• **What you need to do**: Which lines run from the line with "pub fn reset(&mut" through the line with "fn feed(tracker: &mut" in the entries below? Print them exactly, both ends included, and nothing more.

• **Records provided**:
---------------

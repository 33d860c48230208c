//! Multi-frame identity confirmation.
//!
//! A single search can match the wrong person on a blurred or half-turned
//! face. [`DetectionTracker`] keeps the last few per-frame verdicts and only
//! confirms a person once they dominate the window.

use std::collections::VecDeque;

pub const DEFAULT_TRACKER_WINDOW: usize = 10;
pub const DEFAULT_TRACKER_CONFIRM: usize = 5;

/// Sliding window of per-frame identities (`None` = nobody recognized).
#[derive(Debug, Clone)]
pub struct DetectionTracker {
    window: usize,
    confirm: usize,
    history: VecDeque<Option<String>>,
}

impl Default for DetectionTracker {
    fn default() -> Self {
        Self::new(DEFAULT_TRACKER_WINDOW, DEFAULT_TRACKER_CONFIRM)
    }
}

impl DetectionTracker {
    /// `confirm` is clamped into `1..=window`; a zero window is treated as 1.
    pub fn new(window: usize, confirm: usize) -> Self {
        let window = window.max(1);
        Self {
            window,
            confirm: confirm.clamp(1, window),
            history: VecDeque::with_capacity(window),
        }
    }

    pub fn window(&self) -> usize {
        self.window
    }

    pub fn confirm_threshold(&self) -> usize {
        self.confirm
    }

    pub fn len(&self) -> usize {
        self.history.len()
    }

    pub fn is_empty(&self) -> bool {
        self.history.is_empty()
    }

    /// Append one frame's verdict, evicting the oldest once the window is full.
    pub fn add_detection(&mut self, person: Option<&str>) {
        if self.history.len() == self.window {
            self.history.pop_front();
        }
        self.history.push_back(person.map(str::to_owned));
    }

    /// The person seen in at least `confirm` entries of the window, if any.
    ///
    /// A confirmation clears the history so the same person is not reported
    /// again on the next frame. A full window without a confirmation is also
    /// cleared, so counting starts afresh.
    pub fn confirmed_person(&mut self) -> Option<String> {
        let leader = self.leader();
        match leader {
            Some((person, count)) if count >= self.confirm => {
                tracing::debug!(person = %person, count, window = self.history.len(), "identity confirmed");
                self.reset();
                Some(person)
            }
            _ => {
                if self.history.len() >= self.window {
                    tracing::debug!(window = self.window, "window full without confirmation; resetting");
                    self.reset();
                }
                None
            }
        }
    }

    /// Add a verdict and check for a confirmation in one step.
    pub fn observe(&mut self, person: Option<&str>) -> Option<String> {
        self.add_detection(person);
        self.confirmed_person()
    }

    pub fn reset(&mut self) {
        self.history.clear();
    }

    /// Most frequent named person; ties go to whoever appeared first.
    fn leader(&self) -> Option<(String, usize)> {
        let mut counts: Vec<(&str, usize)> = Vec::new();
        for name in self.history.iter().flatten() {
            match counts.iter_mut().find(|(n, _)| *n == name.as_str()) {
                Some((_, c)) => *c += 1,
                None => counts.push((name.as_str(), 1)),
            }
        }

        let mut best: Option<(&str, usize)> = None;
        for (name, count) in counts {
            if best.map_or(true, |(_, c)| count > c) {
                best = Some((name, count));
            }
        }
        best.map(|(name, count)| (name.to_string(), count))
    }
}

#[cfg(test)]
mod tests {
    use super::*;

    fn feed(tracker: &mut DetectionTracker, verdicts: &[Option<&str>]) -> Vec<Option<String>> {
        verdicts.iter().map(|v| tracker.observe(*v)).collect()
    }

    #[test]
    fn test_confirms_at_five_of_ten() {
        let mut tracker = DetectionTracker::default();
        let out = feed(
            &mut tracker,
            &[Some("alice"), None, Some("alice"), Some("bob"), Some("alice"), None, Some("alice")],
        );
        assert!(out.iter().all(Option::is_none));

        assert_eq!(tracker.observe(Some("alice")).as_deref(), Some("alice"));
        assert!(tracker.is_empty());
    }

    #[test]
    fn test_four_of_ten_never_confirms() {
        let mut tracker = DetectionTracker::default();
        let verdicts = [
            Some("alice"), None, Some("alice"), Some("bob"), None,
            Some("alice"), Some("bob"), None, Some("alice"), Some("bob"),
        ];
        let out = feed(&mut tracker, &verdicts);
        assert!(out.iter().all(Option::is_none));
        // Full window without a winner starts over.
        assert!(tracker.is_empty());
    }

    #[test]
    fn test_full_window_drops_old_votes() {
        let mut tracker = DetectionTracker::default();
        let mut verdicts = vec![Some("alice"); 4];
        verdicts.extend([None; 6]);
        assert!(feed(&mut tracker, &verdicts).iter().all(Option::is_none));

        // The first four votes are gone; four more are not enough.
        assert!(feed(&mut tracker, &[Some("alice"); 4]).iter().all(Option::is_none));
        assert_eq!(tracker.len(), 4);
        assert_eq!(tracker.observe(Some("alice")).as_deref(), Some("alice"));
    }

    #[test]
    fn test_add_detection_evicts_oldest() {
        let mut tracker = DetectionTracker::new(3, 2);
        tracker.add_detection(Some("alice"));
        tracker.add_detection(None);
        tracker.add_detection(None);
        tracker.add_detection(Some("alice"));
        assert_eq!(tracker.len(), 3);
        // Only one "alice" left in the window.
        assert!(tracker.confirmed_person().is_none());
    }

    #[test]
    fn test_all_none_never_confirms() {
        let mut tracker = DetectionTracker::default();
        assert!(feed(&mut tracker, &[None; 25]).iter().all(Option::is_none));
    }

    #[test]
    fn test_new_clamps_threshold() {
        let tracker = DetectionTracker::new(0, 9);
        assert_eq!((tracker.window(), tracker.confirm_threshold()), (1, 1));
        let tracker = DetectionTracker::new(10, 0);
        assert_eq!(tracker.confirm_threshold(), 1);
    }
}
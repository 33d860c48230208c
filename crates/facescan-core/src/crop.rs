//! Cutting detector boxes out of a frame for the landmark stage.

use crate::types::{BoundingBox, Point};
use image::{imageops, RgbImage};

/// A sub-image of a frame plus the offset that maps it back.
#[derive(Debug, Clone, PartialEq)]
pub struct CropRegion {
    pub image: RgbImage,
    /// Top-left corner in frame pixels.
    pub x: u32,
    pub y: u32,
    pub width: u32,
    pub height: u32,
}

impl CropRegion {
    /// Offset that maps crop-local coordinates back into the frame.
    pub fn origin(&self) -> (f32, f32) {
        (self.x as f32, self.y as f32)
    }

    pub fn to_source(&self, (x, y): Point) -> Point {
        (x + self.x as f32, y + self.y as f32)
    }
}

/// Integer bounds `(x, y, width, height)` of `bbox` grown by `margin` of its
/// size on each side and clamped to the frame. `None` if nothing of the box
/// lies inside the frame.
pub fn crop_bounds(bbox: &BoundingBox, margin: f32, frame_width: u32, frame_height: u32) -> Option<(u32, u32, u32, u32)> {
    let mx = bbox.width() * margin;
    let my = bbox.height() * margin;

    let x1 = (bbox.x1 - mx).floor().max(0.0);
    let y1 = (bbox.y1 - my).floor().max(0.0);
    let x2 = (bbox.x2 + mx).ceil().min(frame_width as f32);
    let y2 = (bbox.y2 + my).ceil().min(frame_height as f32);

    if !(x2 > x1 && y2 > y1) {
        return None;
    }

    Some((x1 as u32, y1 as u32, (x2 - x1) as u32, (y2 - y1) as u32))
}

/// Copy the (margin-expanded, clamped) box region out of `frame`.
pub fn crop_region(frame: &RgbImage, bbox: &BoundingBox, margin: f32) -> Option<CropRegion> {
    let (x, y, width, height) = crop_bounds(bbox, margin, frame.width(), frame.height())?;
    let image = imageops::crop_imm(frame, x, y, width, height).to_image();
    Some(CropRegion {
        image,
        x,
        y,
        width,
        height,
    })
}
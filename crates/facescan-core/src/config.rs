//! Pipeline configuration.
//!
//! Values are layered: built-in defaults, then an optional TOML file, then
//! `FACESCAN_*` environment variables.

use crate::detector::{DETECTOR_CONFIDENCE_THRESHOLD, DETECTOR_INPUT_SIZE, DETECTOR_NMS_THRESHOLD};
use crate::landmarks::{
    LANDMARK_CONFIDENCE_THRESHOLD, LANDMARK_INPUT_SIZE, LANDMARK_NMS_THRESHOLD, LANDMARK_STRIDES,
};
use crate::recognizer::ARCFACE_INPUT_SIZE;
use crate::search::{DEFAULT_SEARCH_K, DEFAULT_SIMILARITY_THRESHOLD};
use crate::throttle::DEFAULT_MATCH_INTERVAL;
use crate::tracker::{DEFAULT_TRACKER_CONFIRM, DEFAULT_TRACKER_WINDOW};
use serde::{Deserialize, Serialize};
use std::path::{Path, PathBuf};
use std::str::FromStr;
use std::time::Duration;
use thiserror::Error;

pub const ENV_PREFIX: &str = "FACESCAN_";

#[derive(Error, Debug)]
pub enum ConfigError {
    #[error("failed to read config {path}: {source}")]
    Io {
        path: PathBuf,
        #[source]
        source: std::io::Error,
    },
    #[error("invalid config file: {0}")]
    Parse(#[from] toml::de::Error),
    #[error("invalid value for {key}: {value:?}")]
    InvalidEnv { key: String, value: String },
    #[error("invalid config: {0}")]
    Invalid(String),
}

#[derive(Debug, Clone, PartialEq, Serialize, Deserialize)]
#[serde(default)]
pub struct PipelineConfig {
    /// Directory containing ONNX model files.
    pub model_dir: PathBuf,
    pub detector_model: String,
    pub landmark_model: String,
    pub embedding_model: String,
    /// ONNX Runtime intra-op threads per session.
    pub intra_threads: usize,

    pub detector_input_size: u32,
    pub detector_confidence: f32,
    pub detector_nms: f32,

    pub landmark_input_size: u32,
    pub landmark_confidence: f32,
    pub landmark_nms: f32,
    pub strides: Vec<usize>,

    /// Fraction of the box size added on each side before cropping.
    pub crop_margin: f32,

    pub embedding_input_size: u32,
    /// Expected embedding length; a model producing another size is reported.
    pub embedding_dim: usize,

    pub match_interval_ms: u64,
    pub search_k: usize,
    pub similarity_threshold: f32,
    pub gallery_id: String,

    /// Searches remembered when confirming an identity.
    pub tracker_window: usize,
    /// Matches of one person within the window needed to confirm them.
    pub tracker_confirm: usize,
}

impl Default for PipelineConfig {
    fn default() -> Self {
        Self {
            model_dir: default_model_dir(),
            detector_model: "yolov11n-face.onnx".into(),
            landmark_model: "det_10g.onnx".into(),
            embedding_model: "w600k_mbf.onnx".into(),
            intra_threads: 2,
            detector_input_size: DETECTOR_INPUT_SIZE,
            detector_confidence: DETECTOR_CONFIDENCE_THRESHOLD,
            detector_nms: DETECTOR_NMS_THRESHOLD,
            landmark_input_size: LANDMARK_INPUT_SIZE,
            landmark_confidence: LANDMARK_CONFIDENCE_THRESHOLD,
            landmark_nms: LANDMARK_NMS_THRESHOLD,
            strides: LANDMARK_STRIDES.to_vec(),
            crop_margin: 0.0,
            embedding_input_size: ARCFACE_INPUT_SIZE,
            embedding_dim: 512,
            match_interval_ms: DEFAULT_MATCH_INTERVAL.as_millis() as u64,
            search_k: DEFAULT_SEARCH_K,
            similarity_threshold: DEFAULT_SIMILARITY_THRESHOLD,
            gallery_id: "default".into(),
            tracker_window: DEFAULT_TRACKER_WINDOW,
            tracker_confirm: DEFAULT_TRACKER_CONFIRM,
        }
    }
}

impl PipelineConfig {
    pub fn from_toml_str(s: &str) -> Result<Self, ConfigError> {
        let config: Self = toml::from_str(s)?;
        config.validate()?;
        Ok(config)
    }

    pub fn from_file(path: &Path) -> Result<Self, ConfigError> {
        let text = std::fs::read_to_string(path).map_err(|source| ConfigError::Io {
            path: path.to_path_buf(),
            source,
        })?;
        Self::from_toml_str(&text)
    }

    /// Defaults, then `path` if given, then the process environment.
    pub fn load(path: Option<&Path>) -> Result<Self, ConfigError> {
        let mut config = match path {
            Some(p) => Self::from_file(p)?,
            None => Self::default(),
        };
        config.apply_env(|key| std::env::var(key).ok())?;
        config.validate()?;
        tracing::debug!(?config, "configuration loaded");
        Ok(config)
    }

    /// Override fields from `FACESCAN_*` variables resolved by `lookup`.
    pub fn apply_env<F>(&mut self, lookup: F) -> Result<(), ConfigError>
    where
        F: Fn(&str) -> Option<String>,
    {
        let get = |name: &str| lookup(&format!("{ENV_PREFIX}{name}")).map(|v| (format!("{ENV_PREFIX}{name}"), v));

        if let Some((_, v)) = get("MODEL_DIR") {
            self.model_dir = PathBuf::from(v);
        }
        if let Some((_, v)) = get("DETECTOR_MODEL") {
            self.detector_model = v;
        }
        if let Some((_, v)) = get("LANDMARK_MODEL") {
            self.landmark_model = v;
        }
        if let Some((_, v)) = get("EMBEDDING_MODEL") {
            self.embedding_model = v;
        }
        if let Some((_, v)) = get("GALLERY_ID") {
            self.gallery_id = v;
        }

        parse_into(get("INTRA_THREADS"), &mut self.intra_threads)?;
        parse_into(get("DETECTOR_INPUT_SIZE"), &mut self.detector_input_size)?;
        parse_into(get("DETECTOR_CONFIDENCE"), &mut self.detector_confidence)?;
        parse_into(get("DETECTOR_NMS"), &mut self.detector_nms)?;
        parse_into(get("LANDMARK_INPUT_SIZE"), &mut self.landmark_input_size)?;
        parse_into(get("LANDMARK_CONFIDENCE"), &mut self.landmark_confidence)?;
        parse_into(get("LANDMARK_NMS"), &mut self.landmark_nms)?;
        parse_into(get("CROP_MARGIN"), &mut self.crop_margin)?;
        parse_into(get("EMBEDDING_INPUT_SIZE"), &mut self.embedding_input_size)?;
        parse_into(get("EMBEDDING_DIM"), &mut self.embedding_dim)?;
        parse_into(get("MATCH_INTERVAL_MS"), &mut self.match_interval_ms)?;
        parse_into(get("SEARCH_K"), &mut self.search_k)?;
        parse_into(get("SIMILARITY_THRESHOLD"), &mut self.similarity_threshold)?;
        parse_into(get("TRACKER_WINDOW"), &mut self.tracker_window)?;
        parse_into(get("TRACKER_CONFIRM"), &mut self.tracker_confirm)?;

        if let Some((key, v)) = get("STRIDES") {
            self.strides = v
                .split(',')
                .map(|s| s.trim().parse::<usize>())
                .collect::<Result<_, _>>()
                .map_err(|_| ConfigError::InvalidEnv { key, value: v.clone() })?;
        }

        Ok(())
    }

    pub fn validate(&self) -> Result<(), ConfigError> {
        let unit = [
            ("detector_confidence", self.detector_confidence),
            ("detector_nms", self.detector_nms),
            ("landmark_confidence", self.landmark_confidence),
            ("landmark_nms", self.landmark_nms),
        ];
        for (name, value) in unit {
            if !(0.0..=1.0).contains(&value) {
                return Err(ConfigError::Invalid(format!("{name} must be in [0, 1], got {value}")));
            }
        }
        if !(-1.0..=1.0).contains(&self.similarity_threshold) {
            return Err(ConfigError::Invalid(format!(
                "similarity_threshold must be in [-1, 1], got {}",
                self.similarity_threshold
            )));
        }
        if self.strides.is_empty() || self.strides.contains(&0) {
            return Err(ConfigError::Invalid("strides must be non-empty and positive".into()));
        }
        for (name, size) in [
            ("detector_input_size", self.detector_input_size),
            ("landmark_input_size", self.landmark_input_size),
            ("embedding_input_size", self.embedding_input_size),
        ] {
            if size == 0 {
                return Err(ConfigError::Invalid(format!("{name} must be positive")));
            }
        }
        if !self.crop_margin.is_finite() || self.crop_margin < 0.0 {
            return Err(ConfigError::Invalid(format!(
                "crop_margin must be non-negative, got {}",
                self.crop_margin
            )));
        }
        if self.search_k == 0 {
            return Err(ConfigError::Invalid("search_k must be at least 1".into()));
        }
        if self.tracker_confirm == 0 || self.tracker_confirm > self.tracker_window {
            return Err(ConfigError::Invalid(format!(
                "tracker_confirm must be in 1..={}, got {}",
                self.tracker_window, self.tracker_confirm
            )));
        }
        Ok(())
    }

    pub fn match_interval(&self) -> Duration {
        Duration::from_millis(self.match_interval_ms)
    }

    pub fn detector_model_path(&self) -> PathBuf {
        self.model_dir.join(&self.detector_model)
    }

    pub fn landmark_model_path(&self) -> PathBuf {
        self.model_dir.join(&self.landmark_model)
    }

    pub fn embedding_model_path(&self) -> PathBuf {
        self.model_dir.join(&self.embedding_model)
    }

    /// Model file stem used to tag embeddings (e.g., "w600k_mbf").
    pub fn embedding_model_version(&self) -> String {
        Path::new(&self.embedding_model)
            .file_stem()
            .map(|s| s.to_string_lossy().into_owned())
            .unwrap_or_else(|| self.embedding_model.clone())
    }
}

fn parse_into<T: FromStr>(entry: Option<(String, String)>, slot: &mut T) -> Result<(), ConfigError> {
    if let Some((key, value)) = entry {
        *slot = value
            .trim()
            .parse()
            .map_err(|_| ConfigError::InvalidEnv { key, value })?;
    }
    Ok(())
}

/// `$XDG_DATA_HOME/facescan`, falling back to `~/.local/share/facescan`.
pub fn default_data_dir() -> PathBuf {
    std::env::var("XDG_DATA_HOME")
        .map(PathBuf::from)
        .unwrap_or_else(|_| {
            let home = std::env::var("HOME").unwrap_or_else(|_| "/tmp".to_string());
            PathBuf::from(home).join(".local/share")
        })
        .join("facescan")
}

pub fn default_model_dir() -> PathBuf {
    default_data_dir().join("models")
}
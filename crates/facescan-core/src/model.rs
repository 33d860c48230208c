//! Inference-engine seam.
//!
//! Every network in the pipeline is reached through [`InferenceModel`]: one
//! float32 NCHW input in, an ordered list of named float32 tensors out. The
//! pipeline owns no knowledge of the model graph beyond that contract.
//! [`OrtModel`] is the ONNX Runtime implementation.

use crate::config::ConfigError;
use ndarray::Array4;
use ort::session::Session;
use ort::value::TensorRef;
use std::path::Path;
use thiserror::Error;

#[derive(Error, Debug)]
pub enum InferenceError {
    #[error("model file not found: {0}; download it and place it in the model directory")]
    ModelNotFound(String),
    #[error("inference failed: {0}")]
    InferenceFailed(String),
    #[error("model returned no output at index {0}")]
    MissingOutput(usize),
    #[error("model exposes {actual} outputs, expected at least {expected}")]
    UnexpectedOutputs { expected: usize, actual: usize },
    #[error("invalid pipeline configuration: {0}")]
    Config(#[from] ConfigError),
    #[error("ort: {0}")]
    Ort(#[from] ort::Error),
}

/// A dense float32 tensor copied out of the inference engine.
#[derive(Debug, Clone, PartialEq)]
pub struct Tensor {
    pub shape: Vec<usize>,
    pub data: Vec<f32>,
}

impl Tensor {
    pub fn new(shape: Vec<usize>, data: Vec<f32>) -> Self {
        Self { shape, data }
    }

    pub fn len(&self) -> usize {
        self.data.len()
    }

    pub fn is_empty(&self) -> bool {
        self.data.is_empty()
    }
}

/// Output tensors of one forward pass, in the model's declared order.
#[derive(Debug, Clone, Default)]
pub struct ModelOutputs {
    tensors: Vec<(String, Tensor)>,
}

impl ModelOutputs {
    pub fn new(tensors: Vec<(String, Tensor)>) -> Self {
        Self { tensors }
    }

    pub fn len(&self) -> usize {
        self.tensors.len()
    }

    pub fn is_empty(&self) -> bool {
        self.tensors.is_empty()
    }

    pub fn get(&self, index: usize) -> Option<&Tensor> {
        self.tensors.get(index).map(|(_, t)| t)
    }

    pub fn by_name(&self, name: &str) -> Option<&Tensor> {
        self.tensors.iter().find(|(n, _)| n == name).map(|(_, t)| t)
    }

    pub fn names(&self) -> impl Iterator<Item = &str> {
        self.tensors.iter().map(|(n, _)| n.as_str())
    }
}

/// A loaded network the pipeline can run forward passes on.
///
/// `run` is an asynchronous suspension point; implementations may block
/// (ONNX Runtime does) or hand off to an accelerator.
#[allow(async_fn_in_trait)]
pub trait InferenceModel {
    /// Output tensor names in declared order.
    fn output_names(&self) -> &[String];

    async fn run(&mut self, input: Array4<f32>) -> Result<ModelOutputs, InferenceError>;
}

/// ONNX Runtime session wrapper.
pub struct OrtModel {
    session: Session,
    input_name: String,
    output_names: Vec<String>,
}

impl OrtModel {
    /// Load an ONNX model from the given path.
    ///
    /// Load failures are fatal for the caller: nothing should run against a
    /// half-initialized engine.
    pub fn load(model_path: &Path, intra_threads: usize) -> Result<Self, InferenceError> {
        if !model_path.exists() {
            return Err(InferenceError::ModelNotFound(model_path.display().to_string()));
        }

        let session = Session::builder()?
            .with_intra_threads(intra_threads)?
            .commit_from_file(model_path)?;

        let input_name = session
            .inputs()
            .first()
            .map(|i| i.name().to_string())
            .ok_or_else(|| InferenceError::InferenceFailed("model declares no inputs".into()))?;
        let output_names: Vec<String> =
            session.outputs().iter().map(|o| o.name().to_string()).collect();

        tracing::info!(
            path = %model_path.display(),
            input = %input_name,
            outputs = ?output_names,
            "loaded ONNX model"
        );

        Ok(Self {
            session,
            input_name,
            output_names,
        })
    }

    pub fn input_name(&self) -> &str {
        &self.input_name
    }
}

impl InferenceModel for OrtModel {
    fn output_names(&self) -> &[String] {
        &self.output_names
    }

    async fn run(&mut self, input: Array4<f32>) -> Result<ModelOutputs, InferenceError> {
        let outputs = self
            .session
            .run(ort::inputs![TensorRef::from_array_view(input.view())?])?;

        let mut tensors = Vec::with_capacity(self.output_names.len());
        for (idx, name) in self.output_names.iter().enumerate() {
            let (shape, data) = outputs[idx]
                .try_extract_tensor::<f32>()
                .map_err(|e| InferenceError::InferenceFailed(format!("output {name}: {e}")))?;
            let shape = shape.iter().map(|&d| d.max(0) as usize).collect();
            tensors.push((name.clone(), Tensor::new(shape, data.to_vec())));
        }

        Ok(ModelOutputs::new(tensors))
    }
}

#[cfg(test)]
mod tests {
    use super::*;

    #[test]
    fn test_load_missing_model() {
        let err = OrtModel::load(Path::new("/nonexistent/model.onnx"), 1)
            .err()
            .expect("missing model must fail");
        assert!(matches!(err, InferenceError::ModelNotFound(_)));
    }

    #[test]
    fn test_outputs_lookup() {
        let outputs = ModelOutputs::new(vec![
            ("score_8".into(), Tensor::new(vec![1, 2], vec![0.1, 0.2])),
            ("bbox_8".into(), Tensor::new(vec![1, 4], vec![1.0; 4])),
        ]);
        assert_eq!(outputs.len(), 2);
        assert_eq!(outputs.get(1).unwrap().len(), 4);
        assert_eq!(outputs.by_name("score_8").unwrap().data, vec![0.1, 0.2]);
        assert!(outputs.by_name("kps_8").is_none());
        assert!(outputs.get(2).is_none());
        assert_eq!(outputs.names().collect::<Vec<_>>(), vec!["score_8", "bbox_8"]);
    }
}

---------------

• **Answer to this problem**:
    pub fn reset(&mut self) {
        self.history.clear();
    }

    /// Most frequent named person; ties go to whoever appeared first.
    fn leader(&self) -> Option<(String, usize)> {
        let mut counts: Vec<(&str, usize)> = Vec::new();
        for name in self.history.iter().flatten() {
            match counts.iter_mut().find(|(n, _)| *n == name.as_str()) {
                Some((_, c)) => *c += 1,
                None => counts.push((name.as_str(), 1)),
            }
        }

        let mut best: Option<(&str, usize)> = None;
        for (name, count) in counts {
            if best.map_or(true, |(_, c)| count > c) {
                best = Some((name, count));
            }
        }
        best.map(|(name, count)| (name.to_string(), count))
    }
}

#[cfg(test)]
mod tests {
    use super::*;

    fn feed(tracker: &mut DetectionTracker, verdicts: &[Option<&str>]) -> Vec<Option<String>> {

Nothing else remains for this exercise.